Thursday, June 30, 2011

Ruth Meiers Hospitality House

While we were in Bismarck, we volunteered at the Ruth Meiers Hospitality House, which serves the homeless and those at risk of becoming homeless. 

We toured the offices and outreach facility with Julie Huwe, and then helped Dale Romans prepare and serve supper to the residents of the men’s shelter.  The menu was chicken quarters topped with pasta sauce and cheese, bread stuffing, creamed corn, and iced tea.  It was easy to prepare, leaving us time to chat with some of the residents before dinner.  The crowd was small, most watching TV and talking with each other as they enjoyed their dinners.  We served about 15 of the 21 current residents and put a few meals into the refrigerator for late-comers. 

Dale Romans
Ruth Meiers Hospitality House is a homeless shelter.  It has two emergency facilities, one a men’s shelter and one a women and children’s shelter.  Last year, all the beds were full for 276 of the 365 nights, and they housed 131 different men, women and children at different times.  Hospitality House also has several transitional housing facilities for single men and women, with various entry and resident criteria, but all with on-site support staff.  Residents are expected to progress toward permanent housing and to work towards gaining employment and/or income.  Staff, including case managers, job service representatives, and an addiction/mental health counselor, help residents address their needs. 

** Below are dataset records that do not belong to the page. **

//! The "medium bot": a deliberately beatable opponent.
//!
//! Move selection walks an ordered list of tiers and stops at the first one that fires:
//!
//! 1. [`Tier::Win`]: take an immediate win. Always checked, never random.
//! 2. [`Tier::Block`]: with probability [`BLOCK_PROBABILITY`], block the human's
//!    immediate win. This is the opponent's central weakness.
//! 3. With probability [`AVOID_CENTER_PROBABILITY`], restrict the choice to non-center
//!    cells and continue with 4. Otherwise skip to 5.
//! 4. [`Tier::Edge`]: with probability [`EDGE_PROBABILITY`], pick a random edge cell.
//!    Otherwise [`Tier::NonCenter`]: pick any random non-center cell.
//! 5. [`Tier::Fallback`]: pick any random available cell.
//!
//! Every probabilistic step takes a fresh draw from the supplied [`RandomGenerator`].

use crate::board::{Board, CENTER, EDGES};
use crate::random::{RandomGenerator, StandardRandomGenerator};
use crate::{Mark, Move};
use tracing::debug;

/// Chance that the opponent blocks the human's immediate winning move.
pub const BLOCK_PROBABILITY: f64 = 0.05;
/// Chance that the opponent stays away from the center when other cells are free.
pub const AVOID_CENTER_PROBABILITY: f64 = 0.8;
/// Chance that an off-center pick is narrowed further to an edge cell.
pub const EDGE_PROBABILITY: f64 = 0.7;

/// The tier of the decision procedure that produced a move.
#[derive(Debug, PartialEq, Eq, Copy, Clone)]
pub enum Tier {
    /// The move completes a line for the opponent.
    Win,
    /// The move blocks a line the human would have completed.
    Block,
    /// A random edge cell, picked while avoiding the center.
    Edge,
    /// A random non-center cell, picked while avoiding the center.
    NonCenter,
    /// A random cell from all available moves.
    Fallback,
}

/// A selected move together with the tier that selected it.
#[derive(Debug, PartialEq, Eq, Copy, Clone)]
pub struct Decision {
    pub chosen_move: Move,
    pub tier: Tier,
}

/// Anything that can pick the next move for a side.
pub trait MovePolicy {
    /// Returns the next move for the board, or `None` if no legal move exists.
    fn select_move(&mut self, board: &Board) -> Option<Move>;
}

/// Runs the tiered decision procedure for the opponent ([`Mark::OPPONENT`]).
///
/// Returns `None` only when the board has no empty cell. Callers should not ask for a
/// move once the board is terminal.
pub fn decide<K: RandomGenerator>(board: &Board, random: &mut K) -> Option<Decision> {
    let me = Mark::OPPONENT;
    let them = me.other();

    let moves = board.available_moves();
    if moves.is_empty() {
        debug!("no legal move left");
        return None;
    }

    let decision = if let Some(m) = first_winning_move(board, &moves, me) {
        Decision {
            chosen_move: m,
            tier: Tier::Win,
        }
    } else if let Some(m) = random
        .roll(BLOCK_PROBABILITY)
        .then(|| first_winning_move(board, &moves, them))
        .flatten()
    {
        Decision {
            chosen_move: m,
            tier: Tier::Block,
        }
    } else {
        pick_weak_move(&moves, random)?
    };

    debug!(
        chosen_move = decision.chosen_move,
        tier = ?decision.tier,
        candidates = moves.len(),
        "opponent decided"
    );
    Some(decision)
}

/// Selects the opponent's next move. See [`decide`].
pub fn select_opponent_move<K: RandomGenerator>(board: &Board, random: &mut K) -> Option<Move> {
    decide(board, random).map(|d| d.chosen_move)
}

/// Returns the first move, in ascending order, that completes a line for `mark`.
fn first_winning_move(board: &Board, moves: &[Move], mark: Mark) -> Option<Move> {
    moves.iter().copied().find(|&m| board.would_win(m, mark))
}

/// Tiers 3 to 5: center avoidance, edge preference and the uniform fallback.
fn pick_weak_move<K: RandomGenerator>(moves: &[Move], random: &mut K) -> Option<Decision> {
    let non_center: Vec<Move> = moves.iter().copied().filter(|&m| m != CENTER).collect();

    if !non_center.is_empty() && random.roll(AVOID_CENTER_PROBABILITY) {
        let edges: Vec<Move> = non_center
            .iter()
            .copied()
            .filter(|m| EDGES.contains(m))
            .collect();

        if !edges.is_empty() && random.roll(EDGE_PROBABILITY) {
            return random.get_random_from_slice(&edges).map(|&m| Decision {
                chosen_move: m,
                tier: Tier::Edge,
            });
        }

        return random.get_random_from_slice(&non_center).map(|&m| Decision {
            chosen_move: m,
            tier: Tier::NonCenter,
        });
    }

    random.get_random_from_slice(moves).map(|&m| Decision {
        chosen_move: m,
        tier: Tier::Fallback,
    })
}

/// The medium-difficulty opponent with its own random source.
#[derive(Debug, Default, Clone)]
pub struct MediumBot<K: RandomGenerator = StandardRandomGenerator> {
    random: K,
}

impl<K: RandomGenerator> MediumBot<K> {
    pub fn new(random: K) -> Self {
        Self { random }
    }

    /// Runs the decision procedure and reports which tier fired.
    pub fn decide(&mut self, board: &Board) -> Option<Decision> {
        decide(board, &mut self.random)
    }
}

impl<K: RandomGenerator> MovePolicy for MediumBot<K> {
    fn select_move(&mut self, board: &Board) -> Option<Move> {
        select_opponent_move(board, &mut self.random)
    }
}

But Ruth Meiers Hospitality House is much more than just a shelter. 
  • It is the “24/7 Single Point of Entry” to services for those that are homeless or at risk of becoming homeless in the Bismarck area.  Here, clients in need can come to one place for all services rather than being referred to a number of different agencies. 
  • It’s a place to obtain food.  They house a food pantry, open 5 days/week.  Like many other food pantries, it often suffers from a lack of some of the products they want to distribute.  The food pantry has a refrigerator for storing perishables (when we visited, it contained only eggs, donated by a local farmer) and a freezer which held frozen meat, mostly donated by Walmart and other local supermarkets.  They also sometimes receive meat from Sportsmen Against Hunger.  Other protein sources and fast meals were in very short supply – see the empty shelves in this photo.  Clients may use the food pantry once/month, and get about 20 lbs of food.  There is also a “bread shelf” in the lobby, where anyone can come and pick up three packages of bread and rolls, collected daily from local bakeries and supermarkets by volunteers. 
  • Julie Huwe showing us the food pantry at the
    Ruth Meiers Hospitality House
  • The Stone Soup Kitchen, in existence since 1994, provides a free noon meal to homeless and low-income individuals in the community on Monday, Tuesday, Wednesday, and Friday.  The meals are prepared and served by volunteers, and they have a waiting list for people who want to help!
This little shelter, run by compassionate people and home to so many other services, seemed to us uniquely fitted to meeting the needs of homeless and struggling people in Bismarck.  We’re glad to have helped out in 1 small way.